Pfizer’s RSV shot access commitment faces challenges. Global health authorities told Reuters that Pfizer Inc (PFE.N) has vowed to provide crucial new medicines faster in low-income nations. Still, its initial vaccination endeavor confronts challenges that may delay distribution for years.
Last year, Pfizer pledged to provide more equitable access to its COVID-19 vaccine after criticism that it prioritized wealthy nations. In addition, the business seeks to reduce the time impoverished nations wait to acquire immunizations.

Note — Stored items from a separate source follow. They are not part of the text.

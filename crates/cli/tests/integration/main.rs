//! CLI integration tests for stagegate.

#![cfg(unix)]

mod common;
mod build_tests;
mod inspect_tests;
mod plan_tests;
mod verify_tests;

In September, the Bill and Melinda Gates Foundation gave the company $28 million to introduce the respiratory syncytial virus vaccine in impoverished nations where the common cold-like virus may kill very young infants.
Pfizer expects to deploy its maternal RSV vaccine in the US and Europe in the fall after it is authorized in August and several months later. The maternity vaccination and RSV injection for older individuals are expected to sell for over $2 billion yearly.
The vaccine will need new packaging and syringes in underdeveloped nations in Africa and Asia. The World Health Organization and the corporation are initiating preparations for those revisions, which may delay delivery by many years.
Health authorities say the example shows how drugmakers, governments, and health groups must prepare ahead for worldwide access.
“They could have tried sooner,” WHO’s RSV vaccination technical officer Erin Sparrow said of Pfizer. “It’s disappointing, but they’re right now.”
Pfizer wants to provide medications to impoverished nations faster but admits the hurdles.
“We are committed to working with the appropriate organizations, including regulatory authorities and other global health partners, to help ensure the vaccine candidate, once approved, is available in lower- and middle-income countries as quickly as possible,” a Pfizer spokesperson said when asked about the RSV shot timeline.
In an interview last month, Pfizer’s head of vaccines research and development, Annaliesa Anderson, said the firm still wanted to make its first vaccination available to pregnant women in low-income countries in the “same time frame” as wealthier nations.
Last May, it promised to donate its existing portfolio and newly developed drugs and vaccines to 45 low-income countries faster than before.
Anderson said the COVID-19 pandemic taught the company that “parallel development” could meet regional needs.